My fiancé is, if I’m honest, a bit of a nerd. He’s pretty into Batman also. So much so that I am not permitted to mention Shark Repellent Spray, which is a shame because I personally think that is the best thing that ever happened in Batman. He’s also pretty keen on sending me links to handmade nerdy stuff which he then makes sad puppy eyes about. I promise to make him one and then never do, because I am a terrible person.

To make it up to him, and also to keep his neck warm, for Christmas this year I made him a Batscarf. Not so terrible afterall!
Batsignal

I haven’t done a proper tutorial, because it wasn’t that complicated really and any crafty types out there can figure it out. Starting at the top, we have the Batsignal, which is made of felt. The yellow felt is on top of the black because it was easier to place the logo correctly like that. It’s blanket stitched around the signal, and while I did plan to blanket stitch the actual signal onto the scarf, it turns out I’m quite lazy and used the machine. So lazy, so quick!

City Skyline

The city skyline is, I think, Singapore somewhere.

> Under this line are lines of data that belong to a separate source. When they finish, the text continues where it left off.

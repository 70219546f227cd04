//! Error types for eventboard.

use thiserror::Error;

/// Errors that can occur while loading and normalizing events.
///
/// Classification and arrangement are total and never produce these;
/// they only come from the edges (date strings, feed files, config).
#[derive(Error, Debug)]
pub enum EventboardError {
    #[error("Configuration error: {0}")]
    Config(String),

    #[error("Invalid date '{0}'. Expected YYYY-MM-DD, YYYY-MM-DDTHH:MM[:SS] or RFC 3339")]
    InvalidDate(String),

    #[error("Unknown timezone '{0}'")]
    UnknownTimezone(String),

    #[error("Feed error: {0}")]
    Feed(String),

    #[error("Serialization error: {0}")]
    Serialization(String),

    #[error("IO error: {0}")]
    Io(#[from] std::io::Error),
}

/// Result type alias for eventboard operations.
pub type EventboardResult<T> = Result<T, EventboardError>;
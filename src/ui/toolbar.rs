// Copyright (c) 2025, Jason Jenkins
// SPDX-License-Identifier: BSD-3-Clause

//! Toolbars above the canvas.
//!
//! Outside edit mode the toolbar controls the folder, the device and the
//! capture loop. In edit mode it selects the annotation tool and finishes
//! or cancels the edit.

use crate::models::tool::Tool;
use crate::recorder::session::Session;

/// Something the user asked for from a toolbar.
#[derive(Debug, Clone, Copy, PartialEq, Eq)]
pub enum ToolbarAction {
    None,
    OpenDirectory,
    CaptureNow,
    EnterEdit,
    ConfirmEdit,
    CancelEdit,
}

/// Toolbar shown while watching the device.
pub fn show_view(ui: &mut egui::Ui, session: &mut Session, capturing: bool) -> ToolbarAction {
    let mut action = ToolbarAction::None;
    ui.horizontal(|ui| {
        ui.spacing_mut().item_spacing.x = 8.0;

        if ui.button("📁 Open folder").clicked() {
            action = ToolbarAction::OpenDirectory;
        }

        let status = if session.connected {
            egui::RichText::new("📱 Device connected")
        } else {
            egui::RichText::new("📱 Device disconnected").color(egui::Color32::from_rgb(255, 68, 68))
        };
        ui.label(status);

        let auto_label = if session.auto_capture {
            "⏸ Auto capture ON"
        } else {
            "▶ Auto capture OFF"
        };
        if ui.selectable_label(session.auto_capture, auto_label).clicked() {
            session.auto_capture = !session.auto_capture;
        }

        if !session.auto_capture
            && ui
                .add_enabled(!capturing, egui::Button::new("🔄 Capture now"))
                .clicked()
        {
            action = ToolbarAction::CaptureNow;
        }

        ui.separator();

        if ui
            .add_enabled(session.directory.is_some(), egui::Button::new("✏ Edit"))
            .on_disabled_hover_text("Open a folder first")
            .clicked()
        {
            action = ToolbarAction::EnterEdit;
        }

        if let Some(dir) = &session.directory {
            ui.separator();
            ui.label(egui::RichText::new(dir.display().to_string()).weak());
        }
    });
    action
}

/// Toolbar shown in edit mode.
pub fn show_edit(ui: &mut egui::Ui, session: &mut Session) -> ToolbarAction {
    let mut action = ToolbarAction::None;
    ui.horizontal(|ui| {
        ui.spacing_mut().item_spacing.x = 8.0;

        ui.label("Tools:");
        ui.separator();

        for tool in Tool::ALL {
            let label = format!("{} ({})", tool.label(), tool.hotkey().to_ascii_uppercase());
            if ui.selectable_label(session.tool == tool, label).clicked() {
                session.select_tool(tool);
            }
        }

        ui.separator();

        let naming = session.pending().is_some();
        if ui
            .add_enabled(!naming, egui::Button::new("✔ Done"))
            .on_disabled_hover_text("Name the new annotation first")
            .clicked()
        {
            action = ToolbarAction::ConfirmEdit;
        }
        if ui.button("✖ Cancel").clicked() {
            action = ToolbarAction::CancelEdit;
        }

        ui.separator();

        // Tool description
        let tool_text = match session.tool {
            Tool::Drag => "Click to select an annotation, drag to move it",
            Tool::Template | Tool::TemplateClick => "Drag a box around the image to find",
            Tool::Ocr | Tool::OcrClick => "Drag a box around the text to read",
            Tool::HintBox => "Drag a box to mark a region",
        };
        ui.label(egui::RichText::new(tool_text).italics().weak());
    });
    action
}
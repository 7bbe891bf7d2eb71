// Copyright (c) 2025, Jason Jenkins
// SPDX-License-Identifier: BSD-3-Clause

//! Script text and generated snippets.

pub mod buffer;
pub mod template;
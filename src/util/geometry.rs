// Copyright (c) 2025, Jason Jenkins
// SPDX-License-Identifier: BSD-3-Clause

//! Geometric utility functions.
//!
//! This module provides the transformation between screen coordinates on
//! the canvas and pixel coordinates in the displayed image.

use crate::models::annotation::Point;

/// Placement of an image scaled to fit a viewport and centered in it.
#[derive(Debug, Clone, Copy, PartialEq)]
pub struct ImageView {
    pub origin_x: f64,
    pub origin_y: f64,
    /// Screen units per image pixel
    pub scale: f64,
    pub image_width: u32,
    pub image_height: u32,
}

impl ImageView {
    /// Fit an image into the viewport `(x, y, width, height)`, keeping its aspect ratio.
    pub fn fit(image_width: u32, image_height: u32, viewport: (f64, f64, f64, f64)) -> Self {
        let (vx, vy, vw, vh) = viewport;
        let iw = image_width.max(1) as f64;
        let ih = image_height.max(1) as f64;
        let scale = (vw / iw).min(vh / ih);
        Self {
            origin_x: vx + (vw - iw * scale) / 2.0,
            origin_y: vy + (vh - ih * scale) / 2.0,
            scale,
            image_width,
            image_height,
        }
    }

    /// Size of the image on screen.
    pub fn display_size(&self) -> (f64, f64) {
        (
            self.image_width as f64 * self.scale,
            self.image_height as f64 * self.scale,
        )
    }

    /// Convert screen coordinates to image pixel coordinates.
    pub fn to_image(&self, screen_x: f64, screen_y: f64) -> Point {
        Point {
            x: (screen_x - self.origin_x) / self.scale,
            y: (screen_y - self.origin_y) / self.scale,
        }
    }

    /// Convert image pixel coordinates to screen coordinates.
    pub fn to_screen(&self, point: &Point) -> (f64, f64) {
        (
            self.origin_x + point.x * self.scale,
            self.origin_y + point.y * self.scale,
        )
    }

    /// Clamp a point to the image bounds.
    pub fn clamp(&self, point: Point) -> Point {
        Point {
            x: point.x.clamp(0.0, self.image_width as f64),
            y: point.y.clamp(0.0, self.image_height as f64),
        }
    }
}

#[cfg(test)]
mod tests {
    use super::*;

    #[test]
    fn test_screen_image_roundtrip() {
        let view = ImageView::fit(1920, 1080, (10.0, 20.0, 800.0, 600.0));
        let p = Point::new(960.0, 540.0);
        let (sx, sy) = view.to_screen(&p);
        let back = view.to_image(sx, sy);
        assert!((back.x - p.x).abs() < 0.0001);
        assert!((back.y - p.y).abs() < 0.0001);
    }

    #[test]
    fn test_fit_wide_image_centers_vertically() {
        // 2:1 image in a square viewport fits the width
        let view = ImageView::fit(200, 100, (0.0, 0.0, 100.0, 100.0));
        assert_eq!(view.scale, 0.5);
        assert_eq!(view.origin_x, 0.0);
        assert_eq!(view.origin_y, 25.0);
        assert_eq!(view.display_size(), (100.0, 50.0));
    }

    #[test]
    fn test_corners() {
        let view = ImageView::fit(720, 1280, (0.0, 0.0, 360.0, 640.0));
        let tl = view.to_image(0.0, 0.0);
        assert_eq!((tl.x, tl.y), (0.0, 0.0));
        let br = view.to_image(360.0, 640.0);
        assert_eq!((br.x, br.y), (720.0, 1280.0));
    }

    #[test]
    fn test_clamp() {
        let view = ImageView::fit(100, 100, (0.0, 0.0, 100.0, 100.0));
        let p = view.clamp(Point::new(-5.0, 150.0));
        assert_eq!((p.x, p.y), (0.0, 100.0));
    }
}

It’s another layer of fleece over the dark blue, machine stitched around and then cut out – so much easier than pinning little skinny buildings down and then having the machine eat the fleece halfway along. The windows are more felt. These are hand stitched on because the machine, as I just mentioned a second ago, eats little things. To be honest, I was going to skip the city lights, but I’m glad I didn’t – it looks so much better “lit up”

Batman

At the bottom, to break up all the black and balance the design (good lord that sounded good, I’m writing that down on a piece of paper to use again) I put in an outline of Batman himself. I like to think he’s gazing out over the city, about to respond to the call of the signal. Or he could have his back to the city, but also  have his eyes closed. Works both ways.

To hide the back of the stitching, the whole thing is backed with black fleece and then topstitched around the edges, which was a bitch to do on the three layers at the bottom, but worth it. I like the border effect.

Whole ScarfI’ve thumbnailed the last shot as it’s long, and also I know you like to click things. The whole thing is just over 5 feet long, and hopefully will keep the chap warm in the face of the Chicago winter, which is very snowfilled because it’s ridiculous.